Le Britannique Hugh Trenchard (1873-1956) a joué́ un rôle majeur dans l’institutionalisation de la Royal Air Force comme armée indépendante en devenant notamment son premier Chief of the Air Staff. Trenchard était notamment convaincu de l’importance de développer un « esprit de la force aérienne », passant par des formations spécifiques, devant aboutir à une culture professionnelle propre. La pensée stratégique de Trenchard s’est formée dans un contexte particulier, avec la découverte de la vulnérabilité du territoire britannique face aux attaques aériennes allemandes durant la Première Guerre mondiale, un choc pour un pays dont le territoire était perçu jusque là comme protégé par son insularité. Trenchard préconise que l’arme aérienne serve de soutien à l’armée de terre dans le cadre d’une campagne interarmes ou d’outil d’interdiction en visant des infrastructures critiques. Toutefois, il avance que l’arme aérienne est la plus efficace dans le champ psychologique : pour lui, les effets moraux du bombardement surpassent les effets matériels selon un ratio de 20 contre 1[13]. Contrairement à Douhet, qui imagine le bombardement comme un moyen conduisant la population à se révolter, Trenchard parie sur un effondrement psychique suffisant pour supprimer chez la population comme chez ses dirigeants la volonté de combattre.
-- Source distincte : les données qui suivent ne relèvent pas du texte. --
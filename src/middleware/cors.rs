use axum::http::{
    header::{ACCEPT, CONTENT_TYPE},
    Method,
};
use tower_http::cors::{Any, CorsLayer};

use crate::{config::AppConfig, middleware::request_id::REQUEST_ID_HEADER};

pub fn build_cors_layer(config: &AppConfig) -> CorsLayer {
    let layer = CorsLayer::new()
        .allow_methods([
            Method::GET,
            Method::POST,
            Method::PATCH,
            Method::DELETE,
            Method::OPTIONS,
        ])
        .allow_headers([ACCEPT, CONTENT_TYPE, REQUEST_ID_HEADER])
        .expose_headers([REQUEST_ID_HEADER]);

    if config
        .cors_origins
        .iter()
        .any(|origin| origin.trim() == "*")
    {
        if config.is_production() {
            tracing::warn!("CORS allows any origin in production");
        }
        return layer.allow_origin(Any);
    }

    let origins = config
        .cors_origins
        .iter()
        .filter_map(|origin| origin.parse().ok())
        .collect::<Vec<_>>();
    layer.allow_origin(origins)
}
L’Américain William « Bill » Mitchell (1879-1936) est connu pour sa campagne incessante visant à établir une force aérienne américaine indépendante, sur le modèle de la Royal Air Force et du ministère de l’air britanniques. La pensée stratégique aérienne de Mitchell est fortement influencée par celle de Trenchard, qu’il rencontre en 1917 en France, et à qui il emprunte l’idée de l’importance cruciale de la suprématie aérienne. Pour Mitchell, le fait aérien a quasiment rendu obsolète les forces terrestres et les marines, ce qui justifie la création d’une force aérienne indépendante. L’aviation permet d’atteindre rapidement n’importe quel point du globe, et la supériorité de l’offensive (idée empruntée à Douhet) garantit le succès de celui qui arrive le plus vite et avec le plus de puissance de feu sur un théâtre. Mitchell imagine des flottes composées de trois types d’avions : des avions de défense aérienne détruisant les appareils adverses (une idée qui le distingue de Douhet et Trenchard), des avions de bombardement attaquant les infrastructures ennemies, et enfin des avions d’appui aérien rapproché soutenant les forces terrestres. Comme Douhet et Trenchard, Mitchell est convaincu de l’importance de la frappe stratégique, mais le mécanisme par lequel elle conduit à la victoire n’est pas entièrement clair dans son discours. Contrairement à Douhet dans la Maîtrise de l’Air, il refuse de faire des populations civiles des cibles légitimes, et avance que les frappes aériennes stratégiques doivent viser l’infrastructure critique d’un pays. Toutefois, il identifie la principale vulnérabilité adverse dans le moral de la population civile, jugée faible et impressionnable[14]. Le mécanisme conduisant à la victoire chez Mitchell est finalement assez étrange : des populations civiles impressionnées par la menace (ou un début de mise en œuvre) de bombardements des villes en viendraient à fuir ces dernières, mais se retrouveraient sans vivres et sans transports du fait de la campagne de destruction des infrastructures critiques. Mitchell avance que ces populations déprimées, déplacées et affamées forceraient leurs gouvernements à capituler, sans que l’on sache pourquoi : il ne mentionne pas de soulèvement (comme Douhet) et ne précise pas si ce sont des considérations humanitaires (mettre fin aux souffrances des populations) ou politiques (changement de régime) qui conduisent à la capitulation.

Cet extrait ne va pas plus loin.